▶ **Work instruction**
Please copy exactly the lines from the top of the data through the line containing "#[async_trait]", and nothing else.

▶ **Saved data entries**
use std::sync::Arc;

use async_trait::async_trait;
use chrono::{DateTime, Utc};
use sqlx::{PgPool, Row};
use tracing::instrument;
use uuid::Uuid;

use stockledger_core::{AggregateId, AggregateRoot, EmployeeId, ExpectedVersion};
use stockledger_inventory::{AssignmentId, AssignmentStatus, ProductId, StockAssignment};

use super::{AssignmentFilter, AssignmentStore};
use crate::error::{StoreError, map_sqlx_error};

/// Postgres-backed assignment rows (`stock_assignments` table).
///
/// `issue_sequence` is a `BIGSERIAL`; `save` is a compare-and-set on `version`.
#[derive(Debug, Clone)]
pub struct PostgresAssignmentStore {
    pool: Arc<PgPool>,
}

impl PostgresAssignmentStore {
    pub fn new(pool: PgPool) -> Self {
        Self {
            pool: Arc::new(pool),
        }
    }
}

const SELECT_ASSIGNMENT: &str = r#"
    SELECT
        assignment_id,
        employee_id,
        product_id,
        quantity,
        remaining_quantity,
        status,
        issue_sequence,
        assigned_at,
        received_at,
        returned_at,
        version
    FROM stock_assignments
"#;

#[async_trait]
impl AssignmentStore for PostgresAssignmentStore {
    #[instrument(skip(self, assignment), fields(assignment_id = %assignment.id_typed()), err)]
    async fn insert(&self, mut assignment: StockAssignment) -> Result<StockAssignment, StoreError> {
        let row = sqlx::query(
            r#"
            INSERT INTO stock_assignments (
                assignment_id,
                employee_id,
                product_id,
                quantity,
                remaining_quantity,
                status,
                assigned_at,
                received_at,
                returned_at,
                version
            )
            VALUES ($1, $2, $3, $4, $5, $6, $7, $8, $9, $10)
            RETURNING issue_sequence
            "#,
        )
        .bind(assignment.id_typed().0.as_uuid())
        .bind(assignment.employee_id().as_uuid())
        .bind(assignment.product_id().0.as_uuid())
        .bind(assignment.quantity() as i64)
        .bind(assignment.remaining_quantity() as i64)
        .bind(assignment.status().as_str())
        .bind(assignment.assigned_at())
        .bind(assignment.received_at())
        .bind(assignment.returned_at())
        .bind(assignment.version() as i64)
        .fetch_one(&*self.pool)
        .await
        .map_err(|e| match map_sqlx_error("insert_assignment", e) {
            StoreError::Concurrency(_) => {
                StoreError::Duplicate(format!("assignment {}", assignment.id_typed()))
            }
            other => other,
        })?;

        let sequence: i64 = row
            .try_get("issue_sequence")
            .map_err(|e| map_sqlx_error("insert_assignment", e))?;
        assignment.set_issue_sequence(sequence as u64);
        Ok(assignment)
    }

    #[instrument(skip(self), fields(assignment_id = %id), err)]
    async fn get(&self, id: AssignmentId) -> Result<Option<StockAssignment>, StoreError> {
        let row = sqlx::query(&format!("{SELECT_ASSIGNMENT} WHERE assignment_id = $1"))
            .bind(id.0.as_uuid())
            .fetch_optional(&*self.pool)
            .await
            .map_err(|e| map_sqlx_error("get_assignment", e))?;

        row.as_ref().map(decode_assignment).transpose()
    }

    #[instrument(skip(self), err)]
    async fn list(&self, filter: AssignmentFilter) -> Result<Vec<StockAssignment>, StoreError> {
        let rows = sqlx::query(&format!(
            "{SELECT_ASSIGNMENT}
            WHERE ($1::uuid IS NULL OR employee_id = $1)
                AND ($2::uuid IS NULL OR product_id = $2)
                AND ($3::text IS NULL OR status = $3)
            ORDER BY issue_sequence ASC"
        ))
        .bind(filter.employee_id.map(|id| *id.as_uuid()))
        .bind(filter.product_id.map(|id| *id.0.as_uuid()))
        .bind(filter.status.map(|s| s.as_str()))
        .fetch_all(&*self.pool)
        .await
        .map_err(|e| map_sqlx_error("list_assignments", e))?;

        rows.iter().map(decode_assignment).collect()
    }

    #[instrument(
        skip(self, assignment),
        fields(assignment_id = %assignment.id_typed(), expected_version = ?expected_version),
        err
    )]
    async fn save(
        &self,
        assignment: &StockAssignment,
        expected_version: ExpectedVersion,
    ) -> Result<(), StoreError> {
        let expected: Option<i64> = match expected_version {
            ExpectedVersion::Any => None,
            ExpectedVersion::Exact(v) => Some(v as i64),
        };

        let result = sqlx::query(
            r#"
            UPDATE stock_assignments
            SET remaining_quantity = $2,
                status = $3,
                received_at = $4,
                returned_at = $5,
                version = $6
            WHERE assignment_id = $1
                AND ($7::bigint IS NULL OR version = $7)
            "#,
        )
        .bind(assignment.id_typed().0.as_uuid())
        .bind(assignment.remaining_quantity() as i64)
        .bind(assignment.status().as_str())
        .bind(assignment.received_at())
        .bind(assignment.returned_at())
        .bind(assignment.version() as i64)
        .bind(expected)
        .execute(&*self.pool)
        .await
        .map_err(|e| map_sqlx_error("save_assignment", e))?;

        if result.rows_affected() == 1 {
            return Ok(());
        }

        // Distinguish a missing row from a lost race.
        match self.get(assignment.id_typed()).await? {
            None => Err(StoreError::NotFound(format!(
                "assignment {}",
                assignment.id_typed()
            ))),
            Some(current) => Err(StoreError::Concurrency(format!(
                "assignment {}: expected {expected_version:?}, found {}",
                assignment.id_typed(),
                current.version()
            ))),
        }
    }
}

fn decode_assignment(row: &sqlx::postgres::PgRow) -> Result<StockAssignment, StoreError> {
    let get = |e: sqlx::Error| map_sqlx_error("decode_assignment", e);

    let assignment_id: Uuid = row.try_get("assignment_id").map_err(get)?;
    let employee_id: Uuid = row.try_get("employee_id").map_err(get)?;
    let product_id: Uuid = row.try_get("product_id").map_err(get)?;
    let quantity: i64 = row.try_get("quantity").map_err(get)?;
    let remaining: i64 = row.try_get("remaining_quantity").map_err(get)?;
    let status: String = row.try_get("status").map_err(get)?;
    let issue_sequence: i64 = row.try_get("issue_sequence").map_err(get)?;
    let assigned_at: Option<DateTime<Utc>> = row.try_get("assigned_at").map_err(get)?;
    let received_at: Option<DateTime<Utc>> = row.try_get("received_at").map_err(get)?;
    let returned_at: Option<DateTime<Utc>> = row.try_get("returned_at").map_err(get)?;
    let version: i64 = row.try_get("version").map_err(get)?;

    let status: AssignmentStatus = status
        .parse()
        .map_err(|e| StoreError::Serialization(format!("stock_assignments.status: {e}")))?;

    Ok(StockAssignment::restore(
        AssignmentId::new(AggregateId::from_uuid(assignment_id)),
        EmployeeId::from_uuid(employee_id),
        ProductId::new(AggregateId::from_uuid(product_id)),
        quantity as u64,
        remaining as u64,
        status,
        issue_sequence as u64,
        assigned_at,
        received_at,
        returned_at,
        version as u64,
    ))
}
//! Time window — maps wall-clock samples onto an [`IndexedWindow`].
//!
//! Time is quantized into buckets of `granularity`; the window retains
//! `ceil(duration / granularity)` buckets.

use std::time::{Duration, SystemTime, UNIX_EPOCH};

use tracing::debug;

use crate::error::{WindowError, WindowResult};
use crate::window::{IndexedWindow, Recorded};

/// Largest bucket count a window may allocate.
pub const MAX_BUCKETS: usize = 1 << 20;

/// Rolling max/min over the trailing `duration` of wall-clock time.
#[derive(Debug, Clone)]
pub struct TimeWindow {
    window: IndexedWindow,
    granularity: Duration,
    duration: Duration,
}

impl TimeWindow {
    /// Create a window covering `duration`, bucketed by `granularity`.
    ///
    /// Fails if `granularity` is zero or the window would need more than
    /// [`MAX_BUCKETS`] buckets. A `duration` of zero is accepted and
    /// produces a window that never retains a sample.
    pub fn new(duration: Duration, granularity: Duration) -> WindowResult<Self> {
        if granularity.is_zero() {
            return Err(WindowError::InvalidGranularity);
        }

        let buckets = duration.as_nanos().div_ceil(granularity.as_nanos());
        let capacity = usize::try_from(buckets)
            .ok()
            .filter(|&c| c <= MAX_BUCKETS)
            .ok_or_else(|| {
                WindowError::InvalidDuration(format!(
                    "{duration:?} spans {buckets} buckets of {granularity:?}, limit is {MAX_BUCKETS}"
                ))
            })?;

        debug!(
            duration_secs = duration.as_secs_f64(),
            granularity_secs = granularity.as_secs_f64(),
            capacity,
            "time window created"
        );

        Ok(Self {
            window: IndexedWindow::new(capacity),
            granularity,
            duration,
        })
    }

    /// Bucket index for `now`: whole granularities elapsed since the epoch.
    pub fn bucket_index(&self, now: SystemTime) -> WindowResult<i64> {
        let since_epoch = now
            .duration_since(UNIX_EPOCH)
            .map_err(|_| WindowError::BeforeEpoch)?;
        let index = since_epoch.as_nanos() / self.granularity.as_nanos();
        Ok(i64::try_from(index).unwrap_or(i64::MAX))
    }

    /// Record `value` observed at `now`.
    ///
    /// Samples within the same bucket are not merged; each one is appended
    /// while the window has room (see [`IndexedWindow::record`]).
    pub fn record(&mut self, now: SystemTime, value: i32) -> WindowResult<Recorded> {
        let index = self.bucket_index(now)?;
        self.window.record(value, index)
    }

    pub fn max(&self) -> Option<i32> {
        self.window.max()
    }

    pub fn min(&self) -> Option<i32> {
        self.window.min()
    }

    pub fn max_or_sentinel(&self) -> i32 {
        self.window.max_or_sentinel()
    }

    pub fn min_or_sentinel(&self) -> i32 {
        self.window.min_or_sentinel()
    }

    /// Number of buckets retained.
    pub fn capacity(&self) -> usize {
        self.window.size()
    }

    pub fn granularity(&self) -> Duration {
        self.granularity
    }

    pub fn duration(&self) -> Duration {
        self.duration
    }

    pub fn len(&self) -> usize {
        self.window.len()
    }

    pub fn is_empty(&self) -> bool {
        self.window.is_empty()
    }

    /// The underlying indexed window.
    pub fn window(&self) -> &IndexedWindow {
        &self.window
    }
}
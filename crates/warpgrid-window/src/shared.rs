//! Shared time window — a [`TimeWindow`] behind a mutex.
//!
//! The core window types assume a single owner. Use this wrapper when a
//! metrics task records samples while a scaling loop reads extremes.

use std::sync::{Arc, Mutex, MutexGuard};
use std::time::SystemTime;

use crate::error::WindowResult;
use crate::time_window::TimeWindow;
use crate::window::Recorded;

/// Cloneable handle to a mutex-protected [`TimeWindow`].
///
/// Every call holds the lock for one bounded, non-blocking operation.
#[derive(Debug, Clone)]
pub struct SharedTimeWindow {
    inner: Arc<Mutex<TimeWindow>>,
}

impl SharedTimeWindow {
    pub fn new(window: TimeWindow) -> Self {
        Self {
            inner: Arc::new(Mutex::new(window)),
        }
    }

    pub fn record(&self, now: SystemTime, value: i32) -> WindowResult<Recorded> {
        self.lock().record(now, value)
    }

    pub fn max(&self) -> Option<i32> {
        self.lock().max()
    }

    pub fn min(&self) -> Option<i32> {
        self.lock().min()
    }

    /// `(max, min)` read under a single lock acquisition.
    pub fn extremes(&self) -> Option<(i32, i32)> {
        let window = self.lock();
        Some((window.max()?, window.min()?))
    }

    /// Run `f` against the window while holding the lock.
    pub fn with<R>(&self, f: impl FnOnce(&TimeWindow) -> R) -> R {
        f(&self.lock())
    }

    // Window operations never panic mid-update; poisoning is recoverable.
    fn lock(&self) -> MutexGuard<'_, TimeWindow> {
        self.inner.lock().unwrap_or_else(|poisoned| poisoned.into_inner())
    }
}

impl From<TimeWindow> for SharedTimeWindow {
    fn from(window: TimeWindow) -> Self {
        Self::new(window)
    }
}
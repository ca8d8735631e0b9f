use clap::{Parser, Subcommand};

mod commands;

#[derive(Parser)]
#[command(
    name = "warpwin",
    about = "WarpGrid rolling window — inspect max/min over a trailing time span",
    version,
    propagate_version = true,
)]
struct Cli {
    #[command(subcommand)]
    command: Commands,
}

#[derive(Subcommand)]
enum Commands {
    /// Replay a sample file through a time window.
    ///
    /// Each input line is `<unix_seconds> <value>`. Blank lines and lines
    /// starting with `#` are skipped. Flags override values from --config.
    Replay {
        /// Sample file to replay
        #[arg(short, long)]
        input: String,
        /// TOML file with `duration` and `granularity`
        #[arg(short, long)]
        config: Option<String>,
        /// Trailing span to retain (e.g., 5m)
        #[arg(long)]
        duration: Option<String>,
        /// Width of one bucket (e.g., 60s)
        #[arg(long)]
        granularity: Option<String>,
        /// Output format: text or json
        #[arg(short, long, default_value = "text")]
        format: String,
    },
}

fn main() -> anyhow::Result<()> {
    tracing_subscriber::fmt()
        .with_env_filter(
            tracing_subscriber::EnvFilter::from_default_env()
                .add_directive("warpgrid_window_cli=info".parse()?)
        )
        .with_writer(std::io::stderr)
        .init();

    let cli = Cli::parse();

    match cli.command {
        Commands::Replay {
            input,
            config,
            duration,
            granularity,
            format,
        } => commands::replay::replay(&commands::replay::ReplayArgs {
            input: &input,
            config: config.as_deref(),
            duration: duration.as_deref(),
            granularity: granularity.as_deref(),
            format: &format,
        }),
    }
}
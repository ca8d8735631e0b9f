use std::io::Write;
use std::path::Path;
use std::time::{Duration, UNIX_EPOCH};

use anyhow::{Context, Result, bail};
use serde::Serialize;
use tracing::{info, warn};

use warpgrid_window::{Recorded, TimeWindow, WindowConfig, WindowError};

pub struct ReplayArgs<'a> {
    pub input: &'a str,
    pub config: Option<&'a str>,
    pub duration: Option<&'a str>,
    pub granularity: Option<&'a str>,
    pub format: &'a str,
}

/// What happened to a replayed sample.
#[derive(Debug, Clone, Copy, PartialEq, Eq, Serialize)]
#[serde(rename_all = "snake_case")]
pub enum Outcome {
    Stored,
    Dropped,
    OutOfOrder,
}

impl Outcome {
    fn as_str(self) -> &'static str {
        match self {
            Outcome::Stored => "stored",
            Outcome::Dropped => "dropped",
            Outcome::OutOfOrder => "out_of_order",
        }
    }
}

/// One replayed sample and the window extremes right after it.
#[derive(Debug, Clone, PartialEq, Serialize)]
pub struct ReplayStep {
    pub timestamp: u64,
    pub value: i32,
    pub bucket: i64,
    pub outcome: Outcome,
    pub max: Option<i32>,
    pub min: Option<i32>,
}

pub fn replay(args: &ReplayArgs<'_>) -> Result<()> {
    replay_to(args, &mut std::io::stdout().lock())
}

/// Replay into `out`, one line per sample.
pub fn replay_to(args: &ReplayArgs<'_>, out: &mut impl Write) -> Result<()> {
    let config = resolve_config(args.config.map(Path::new), args.duration, args.granularity)?;
    let mut window = config.build().with_context(|| {
        format!(
            "invalid window config (duration {}, granularity {})",
            config.duration, config.granularity
        )
    })?;

    let content = std::fs::read_to_string(args.input)
        .with_context(|| format!("failed to read {}", args.input))?;
    let samples = parse_samples(&content)?;

    info!(
        samples = samples.len(),
        capacity = window.capacity(),
        "replaying samples"
    );

    for step in run(&mut window, &samples)? {
        match args.format {
            "json" => writeln!(out, "{}", serde_json::to_string(&step)?)?,
            _ => writeln!(out, "{}", format_step(&step))?,
        }
    }

    Ok(())
}

/// Load the config file (if any) and apply flag overrides on top.
pub fn resolve_config(
    path: Option<&Path>,
    duration: Option<&str>,
    granularity: Option<&str>,
) -> Result<WindowConfig> {
    let mut config = match path {
        Some(p) => WindowConfig::from_file(p)?,
        None => WindowConfig::default(),
    };
    if let Some(d) = duration {
        config.duration = d.to_string();
    }
    if let Some(g) = granularity {
        config.granularity = g.to_string();
    }
    Ok(config)
}

/// Parse `<unix_seconds> <value>` lines.
pub fn parse_samples(content: &str) -> Result<Vec<(u64, i32)>> {
    let mut samples = Vec::new();

    for (i, line) in content.lines().enumerate() {
        let line_no = i + 1;
        let line = line.trim();
        if line.is_empty() || line.starts_with('#') {
            continue;
        }

        let mut fields = line.split_whitespace();
        let (Some(ts), Some(value), None) = (fields.next(), fields.next(), fields.next()) else {
            bail!("line {line_no}: expected `<unix_seconds> <value>`, got {line:?}");
        };
        let ts = ts
            .parse::<u64>()
            .with_context(|| format!("line {line_no}: invalid timestamp {ts:?}"))?;
        let value = value
            .parse::<i32>()
            .with_context(|| format!("line {line_no}: invalid value {value:?}"))?;
        samples.push((ts, value));
    }

    Ok(samples)
}

/// Feed samples through the window. Out-of-order samples are skipped.
pub fn run(window: &mut TimeWindow, samples: &[(u64, i32)]) -> Result<Vec<ReplayStep>> {
    let mut steps = Vec::with_capacity(samples.len());

    for &(timestamp, value) in samples {
        let now = UNIX_EPOCH
            .checked_add(Duration::from_secs(timestamp))
            .with_context(|| format!("timestamp {timestamp} out of range"))?;
        let bucket = window.bucket_index(now)?;

        let outcome = match window.record(now, value) {
            Ok(Recorded::Stored) => Outcome::Stored,
            Ok(Recorded::Dropped) => Outcome::Dropped,
            Err(WindowError::OutOfOrder { index, last }) => {
                warn!(timestamp, index, last, "sample out of order, skipped");
                Outcome::OutOfOrder
            }
            Err(e) => return Err(e.into()),
        };

        steps.push(ReplayStep {
            timestamp,
            value,
            bucket,
            outcome,
            max: window.max(),
            min: window.min(),
        });
    }

    Ok(steps)
}

pub fn format_step(step: &ReplayStep) -> String {
    let show = |v: Option<i32>| v.map_or_else(|| "-".to_string(), |v| v.to_string());
    format!(
        "{} bucket={} value={} {} max={} min={}",
        step.timestamp,
        step.bucket,
        step.value,
        step.outcome.as_str(),
        show(step.max),
        show(step.min),
    )
}
//! warpgrid-window — bounded rolling max/min for autoscaling signals.
//!
//! Tracks the extremes of a stream of `i32` samples (concurrency, CPU
//! millicores, queue depth) over a trailing time span, using a fixed amount
//! of memory.
//!
//! # Architecture
//!
//! ```text
//! TimeWindow
//!   ├── record(now, value) ← index = floor(now / granularity)
//!   │     └── IndexedWindow::record(value, index)
//!   │           ├── evict head while head.index <= index - size
//!   │           └── append if a slot is free, else drop
//!   └── max() / min()      → linear scan over retained entries
//!
//! SharedTimeWindow
//!   └── Arc<Mutex<TimeWindow>> for a writer task + reader loop
//! ```
//!
//! The window holds `ceil(duration / granularity)` buckets. Indices must not
//! decrease; an older index is rejected with [`WindowError::OutOfOrder`].

pub mod config;
pub mod error;
pub mod shared;
pub mod time_window;
pub mod window;

pub use config::{WindowConfig, parse_duration};
pub use error::{WindowError, WindowResult};
pub use shared::SharedTimeWindow;
pub use time_window::{MAX_BUCKETS, TimeWindow};
pub use window::{Aggregation, EMPTY_SENTINEL, Entry, IndexedWindow, Max, Min, Recorded};
//! Indexed window — fixed-capacity circular buffer keyed by bucket index.
//!
//! Keeps the samples of the most recent `size` logical buckets. Eviction is
//! lazy: stale entries are only dropped from the head when a newer index is
//! recorded. Aggregations are a linear scan over the occupied slots, so any
//! fold (not just max/min) can be computed without extra bookkeeping.

use tracing::{debug, trace};

use crate::error::{WindowError, WindowResult};

/// Value reported by the `*_or_sentinel` accessors when the window is empty.
pub const EMPTY_SENTINEL: i32 = -1;

/// A sample tagged with the logical bucket it belongs to.
#[derive(Debug, Clone, Copy, Default, PartialEq, Eq)]
pub struct Entry {
    pub value: i32,
    pub index: i64,
}

/// Outcome of a successful `record` call.
#[derive(Debug, Clone, Copy, PartialEq, Eq)]
pub enum Recorded {
    /// The sample now occupies a slot.
    Stored,
    /// The buffer was still full after eviction; the sample was discarded.
    Dropped,
}

/// A fold over the values retained in a window.
pub trait Aggregation {
    /// Combine the running result with the next value (oldest to newest).
    fn combine(acc: i32, next: i32) -> i32;
}

/// Largest retained value.
#[derive(Debug, Clone, Copy)]
pub struct Max;

/// Smallest retained value.
#[derive(Debug, Clone, Copy)]
pub struct Min;

impl Aggregation for Max {
    fn combine(acc: i32, next: i32) -> i32 {
        acc.max(next)
    }
}

impl Aggregation for Min {
    fn combine(acc: i32, next: i32) -> i32 {
        acc.min(next)
    }
}

/// Sliding window over the most recent `size` bucket indices.
///
/// Indices passed to [`record`](Self::record) must be non-decreasing.
/// Several samples may share an index; they are not merged, each one takes
/// its own slot while there is room.
#[derive(Debug, Clone)]
pub struct IndexedWindow {
    /// Slot storage, allocated once.
    buffer: Box<[Entry]>,
    /// Slot of the oldest occupied entry.
    first: usize,
    /// Number of occupied slots.
    length: usize,
    /// Newest index accepted so far.
    last_index: Option<i64>,
}

impl IndexedWindow {
    /// Create a window that retains `size` buckets.
    ///
    /// A size of zero is allowed and yields a window that never holds data.
    pub fn new(size: usize) -> Self {
        Self {
            buffer: vec![Entry::default(); size].into_boxed_slice(),
            first: 0,
            length: 0,
            last_index: None,
        }
    }

    /// Fixed capacity in buckets.
    pub fn size(&self) -> usize {
        self.buffer.len()
    }

    /// Number of retained entries.
    pub fn len(&self) -> usize {
        self.length
    }

    pub fn is_empty(&self) -> bool {
        self.length == 0
    }

    /// Newest index accepted by `record`, if any.
    pub fn last_index(&self) -> Option<i64> {
        self.last_index
    }

    /// Record `value` in bucket `index`.
    ///
    /// First evicts every entry that is `size` or more buckets older than
    /// `index`, then appends the sample if a slot is free. When the buffer
    /// is still full the sample is dropped and [`Recorded::Dropped`] is
    /// returned. An index older than the newest one seen is rejected and
    /// leaves the window untouched.
    pub fn record(&mut self, value: i32, index: i64) -> WindowResult<Recorded> {
        if let Some(last) = self.last_index
            && index < last
        {
            return Err(WindowError::OutOfOrder { index, last });
        }
        self.last_index = Some(index);

        let mut evicted = 0usize;
        while self.length > 0 && self.is_stale(self.buffer[self.first].index, index) {
            self.first = self.slot(self.first + 1);
            self.length -= 1;
            evicted += 1;
        }
        if evicted > 0 {
            trace!(evicted, index, "evicted stale entries");
        }

        if self.length < self.size() {
            let slot = self.slot(self.first + self.length);
            self.buffer[slot] = Entry { value, index };
            self.length += 1;
            Ok(Recorded::Stored)
        } else {
            debug!(value, index, size = self.size(), "window full, sample dropped");
            Ok(Recorded::Dropped)
        }
    }

    /// Retained entries, oldest first.
    pub fn iter(&self) -> impl Iterator<Item = &Entry> + '_ {
        (0..self.length).map(move |i| &self.buffer[self.slot(self.first + i)])
    }

    /// Fold the retained values with `A`. `None` when empty.
    pub fn aggregate<A: Aggregation>(&self) -> Option<i32> {
        let mut entries = self.iter();
        let first = entries.next()?.value;
        Some(entries.fold(first, |acc, e| A::combine(acc, e.value)))
    }

    pub fn max(&self) -> Option<i32> {
        self.aggregate::<Max>()
    }

    pub fn min(&self) -> Option<i32> {
        self.aggregate::<Min>()
    }

    /// Maximum, or [`EMPTY_SENTINEL`] when nothing is retained.
    pub fn max_or_sentinel(&self) -> i32 {
        self.max().unwrap_or(EMPTY_SENTINEL)
    }

    /// Minimum, or [`EMPTY_SENTINEL`] when nothing is retained.
    pub fn min_or_sentinel(&self) -> i32 {
        self.min().unwrap_or(EMPTY_SENTINEL)
    }

    fn slot(&self, i: usize) -> usize {
        i % self.size()
    }

    /// `entry <= newest - size`, evaluated without overflow.
    fn is_stale(&self, entry: i64, newest: i64) -> bool {
        i128::from(entry) + self.size() as i128 <= i128::from(newest)
    }
}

▶ **Response area**
use std::sync::Arc;

use async_trait::async_trait;
use chrono::{DateTime, Utc};
use sqlx::{PgPool, Row};
use tracing::instrument;
use uuid::Uuid;

use stockledger_core::{AggregateId, AggregateRoot, EmployeeId, ExpectedVersion};
use stockledger_inventory::{AssignmentId, AssignmentStatus, ProductId, StockAssignment};

use super::{AssignmentFilter, AssignmentStore};
use crate::error::{StoreError, map_sqlx_error};

/// Postgres-backed assignment rows (`stock_assignments` table).
///
/// `issue_sequence` is a `BIGSERIAL`; `save` is a compare-and-set on `version`.
#[derive(Debug, Clone)]
pub struct PostgresAssignmentStore {
    pool: Arc<PgPool>,
}

impl PostgresAssignmentStore {
    pub fn new(pool: PgPool) -> Self {
        Self {
            pool: Arc::new(pool),
        }
    }
}

const SELECT_ASSIGNMENT: &str = r#"
    SELECT
        assignment_id,
        employee_id,
        product_id,
        quantity,
        remaining_quantity,
        status,
        issue_sequence,
        assigned_at,
        received_at,
        returned_at,
        version
    FROM stock_assignments
"#;

#[async_trait]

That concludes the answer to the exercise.